Le 9:00 di martedi 22 marzo. Due bombe esplodono all’aeroporto di Zaventem e alla stazione di Maelbeek provocando la morte di 26 persone e il ferimento di altre 130. Bruxelles è divenuto l’ennesimo palcoscenico su cui l’ISIS ha messo in scena il cruento spettacolo del terrorismo, vendicando l’arresto dell’artefice degli attentati di Parigi del 13 novembre 2015: Salah Abdeslam.
Ancora una volta l’Europa deve fare i conti con la consapevolezza che si ritrova più debole che mai. Non è un caso che l’obiettivo sia stato Bruxelles, quella città che è anche sede del Parlamento europeo e che è (almeno nella nostra cieca immaginazione) il centro dell’Europa unita.
Di fronte ad eventi così tragici, guidati dalla scellerata mano del terrorismo, non si sa mai cosa dire. Piangiamo i morti, ci indigniamo, ma le parole escono dalle nostre bocche involontariamente e alcune volte non riflettono quello che pensiamo al momento. L’unica cosa certa è che il terrorismo, di qualunque religione e ideologia, ha come unico obiettivo quello di destabilizzarci, di allargare ancora di più il confine tra noi e il diverso e di farci insospettire di chi ci sta vicino. Siamo arrivati al punto che il sangue nelle vene si gela, se su un treno sediamo vicino ad una donna con il velo o a due persone che parlano tra di loro in una lingua incomprensibile. Il terrorismo vuole rendere gli uomini più apatici e intolleranti tra di loro, un obiettivo che sta raggiungendo attentato dopo attentato: New York, Madrid, Londra, Parigi, la Siria, Istanbul e ora Bruxelles.

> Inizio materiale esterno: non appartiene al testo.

impl Table {
    pub fn new(columns: Vec<String>) -> Self {
        Self {
            columns,
            rows: Vec::new(),
            next_index: 0,
        }
    }

    // One row per record; columns in order of first appearance. Nested values are
    // reduced to their text, or to JSON when they have none.
    pub fn from_records(records: &[Record]) -> Self {
        let mut table = Table::default();
        for record in records {
            table.push_values(record_values(record));
        }
        table
    }

    pub fn from_rows(rows: Vec<BTreeMap<String, String>>, columns: Vec<String>) -> Self {
        let mut table = Table::new(columns);
        for values in rows {
            table.push_map(values);
        }
        table
    }

    // Append a row from ordered pairs, registering unseen columns in that order.
    pub fn push_values(&mut self, values: Vec<(String, String)>) {
        let mut map = BTreeMap::new();
        for (key, value) in values {
            if !self.columns.contains(&key) {
                self.columns.push(key.clone());
            }
            map.insert(key, value);
        }
        let index = self.take_index();
        self.rows.push(Row { index, values: map });
    }

    fn push_map(&mut self, values: BTreeMap<String, String>) {
        for key in values.keys() {
            if !self.columns.contains(key) {
                self.columns.push(key.clone());
            }
        }
        let index = self.take_index();
        self.rows.push(Row { index, values });
    }

    fn take_index(&mut self) -> usize {
        let index = self.next_index;
        self.next_index += 1;
        index
    }

    pub fn columns(&self) -> &[String] {
        &self.columns
    }

    pub fn rows(&self) -> &[Row] {
        &self.rows
    }

    pub fn rows_mut(&mut self) -> &mut [Row] {
        &mut self.rows
    }

    pub fn len(&self) -> usize {
        self.rows.len()
    }

    pub fn is_empty(&self) -> bool {
        self.rows.is_empty()
    }

    pub fn has_column(&self, column: &str) -> bool {
        self.columns.iter().any(|c| c == column)
    }

    pub fn indices(&self) -> Vec<usize> {
        self.rows.iter().map(|r| r.index).collect()
    }

    // Row by label.
    pub fn get(&self, index: usize) -> Option<&Row> {
        self.rows.iter().find(|r| r.index == index)
    }

    pub fn filter<F: Fn(&Row) -> bool>(&self, predicate: F) -> Table {
        Table {
            columns: self.columns.clone(),
            rows: self.rows.iter().filter(|r| predicate(r)).cloned().collect(),
            next_index: self.next_index,
        }
    }

    // Stable sort on the given columns, compared as strings.
    pub fn sort_by_columns(&mut self, columns: &[&str]) {
        self.rows.sort_by(|a, b| {
            columns
                .iter()
                .map(|c| a.get(c).cmp(b.get(c)))
                .find(|ordering| ordering.is_ne())
                .unwrap_or(std::cmp::Ordering::Equal)
        });
    }

    pub fn reset_index(&mut self) {
        for (position, row) in self.rows.iter_mut().enumerate() {
            row.index = position;
        }
        self.next_index = self.rows.len();
    }

    pub fn drop_indices(&self, indices: &HashSet<usize>) -> Table {
        self.filter(|row| !indices.contains(&row.index))
    }

    // Drop columns; names not in the table are ignored.
    pub fn drop_columns(&mut self, columns: &[&str]) {
        self.columns.retain(|c| !columns.contains(&c.as_str()));
        for row in &mut self.rows {
            for column in columns {
                row.values.remove(*column);
            }
        }
    }

    pub fn rename_columns(&mut self, renames: &[(&str, &str)]) {
        for (from, to) in renames {
            for column in self.columns.iter_mut() {
                if column == from {
                    *column = to.to_string();
                }
            }
            for row in &mut self.rows {
                if let Some(value) = row.values.remove(*from) {
                    row.values.insert(to.to_string(), value);
                }
            }
        }
    }

    pub fn add_column(&mut self, column: &str, default: &str) {
        if !self.has_column(column) {
            self.columns.push(column.to_string());
        }
        for row in &mut self.rows {
            row.set(column, default);
        }
    }

    // Put `first` at the front, keeping the remaining columns in their current order.
    pub fn reorder_columns(&mut self, first: &[String]) {
        let mut ordered: Vec<String> = first
            .iter()
            .filter(|c| self.columns.contains(c))
            .cloned()
            .collect();
        ordered.extend(self.columns.iter().filter(|c| !first.contains(c)).cloned());
        self.columns = ordered;
    }

    // Distinct values of a column in order of first appearance.
    pub fn unique(&self, column: &str) -> Vec<String> {
        let mut seen = HashSet::new();
        self.rows
            .iter()
            .map(|r| r.get(column))
            .filter(|v| seen.insert(v.to_string()))
            .map(str::to_string)
            .collect()
    }

    // Join on `left_on[i] == right_on[i]` for every key pair. Right-hand columns that
    // clash with a left-hand column (other than a shared key) get `_x`/`_y` suffixes.
    // Unmatched cells of a left join are empty. The result is re-indexed from zero.
    pub fn merge(&self, right: &Table, left_on: &[&str], right_on: &[&str], how: Join) -> Table {
        let shared_keys: Vec<&str> = left_on
            .iter()
            .zip(right_on)
            .filter(|(l, r)| l == r)
            .map(|(l, _)| *l)
            .collect();
        let clashes: HashSet<&str> = right
            .columns
            .iter()
            .map(String::as_str)
            .filter(|c| self.has_column(c) && !shared_keys.contains(c))
            .collect();

        let left_name = |c: &str| {
            if clashes.contains(c) {
                format!("{}_x", c)
            } else {
                c.to_string()
            }
        };
        let right_name = |c: &str| {
            if clashes.contains(c) {
                format!("{}_y", c)
            } else {
                c.to_string()
            }
        };

        let mut columns: Vec<String> = self.columns.iter().map(|c| left_name(c)).collect();
        for column in &right.columns {
            if shared_keys.contains(&column.as_str()) {
                continue;
            }
            columns.push(right_name(column));
        }

        let mut by_key: HashMap<Vec<&str>, Vec<&Row>> = HashMap::new();
        for row in &right.rows {
            let key = right_on.iter().map(|c| row.get(c)).collect();
            by_key.entry(key).or_default().push(row);
        }

        let mut merged = Table::new(columns.clone());
        for left_row in &self.rows {
            let key: Vec<&str> = left_on.iter().map(|c| left_row.get(c)).collect();
            let matches = by_key.get(&key).map(Vec::as_slice).unwrap_or_default();

            if matches.is_empty() && how == Join::Left {
                let mut values = BTreeMap::new();
                for column in &self.columns {
                    values.insert(left_name(column), left_row.get(column).to_string());
                }
                merged.push_map(values);
                continue;
            }
            for right_row in matches.iter().copied() {
                let mut values = BTreeMap::new();
                for column in &self.columns {
                    values.insert(left_name(column), left_row.get(column).to_string());
                }
                for column in &right.columns {
                    if shared_keys.contains(&column.as_str()) {
                        continue;
                    }
                    values.insert(right_name(column), right_row.get(column).to_string());
                }
                merged.push_map(values);
            }
        }
        merged.columns = columns;
        merged
    }

    // Fill every missing cell with an empty string.
    pub fn fill_missing(&mut self) {
        for row in &mut self.rows {
            for column in &self.columns {
                row.values.entry(column.clone()).or_default();
            }
        }
    }

    pub fn from_csv_path(path: &Path) -> Result<Table, ApiError> {
        let mut reader = csv::Reader::from_path(path).map_err(csv_error)?;
        let headers: Vec<String> = reader
            .headers()
            .map_err(csv_error)?
            .iter()
            .map(str::to_string)
            .collect();

        let mut table = Table::new(headers.clone());
        for record in reader.records() {
            let record = record.map_err(csv_error)?;
            let values = headers
                .iter()
                .cloned()
                .zip(record.iter().map(str::to_string))
                .collect();
            table.push_map(values);
        }
        Ok(table)
    }

    pub fn to_csv_path(&self, path: &Path) -> Result<(), ApiError> {
        let mut writer = csv::Writer::from_path(path).map_err(csv_error)?;
        writer.write_record(&self.columns).map_err(csv_error)?;
        for row in &self.rows {
            writer
                .write_record(self.columns.iter().map(|c| row.get(c)))
                .map_err(csv_error)?;
        }
        writer.flush()?;
        Ok(())
    }

    // Rows as JSON objects, with the row label under `index`.
    pub fn to_json(&self) -> Value {
        Value::Array(
            self.rows
                .iter()
                .map(|row| {
                    let mut object = Map::new();
                    object.insert("index".to_string(), Value::from(row.index));
                    for column in &self.columns {
                        object.insert(column.clone(), Value::from(row.get(column)));
                    }
                    Value::Object(object)
                })
                .collect(),
        )
    }

    pub fn write_json<W: Write>(&self, writer: W) -> Result<(), ApiError> {
        serde_json::to_writer_pretty(writer, &self.to_json())
            .map_err(|e| ApiError::Io(e.to_string()))
    }
}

Il terrorismo alimenta l’odio
Bruxelles diventa inevitabilmente l’ennesimo campo di battaglia ideologico e politico, come lo è stato Parigi. Gli attacchi alla capitale belga diverranno un’occasione ghiotta per alcuni di nutrire la macchina della propria propaganda. Lo ha già fatto Matteo Salvini, lo faranno i politici di ogni nazionalità e partito nei prossimi giorni. Si inciterà ad una nuova caccia al diverso , indirizzata verso chi non fa parte della schiera dei “buoni e retti” occidentali, combattuta con i soliti slogan urlati fino alla nausea: “Chiudiamo le frontiere!”, “Basta con questa integrazione!”, “Fuori dall’Europa!” e così via.
Come se non bastasse, i social network fioriranno di esperti di geopolitica ed islamismo, pronti a sfoggiare la loro preparazione in tali materie con citazioni di Oriana Fallaci ed argute riflessioni partorite dalla sola lettura superficiale di quello che aggrada a loro. L’ennesimo vespaio che si scatenerà per un po’ fino a quando, finito il tempo del cordoglio, torneremo alle nostre vite come se nulla fosse successo. Lo è stato per Parigi, lo sarà anche per Bruxelles.
In momenti come questi, l’unica cosa buona da fare è quella di stare zitti e riflettere, nel rispetto di chi si è trovato nel posto sbagliato al momento sbagliato. Mai come in questo momento il silenzio vale più di mille parole vacue e inadatte.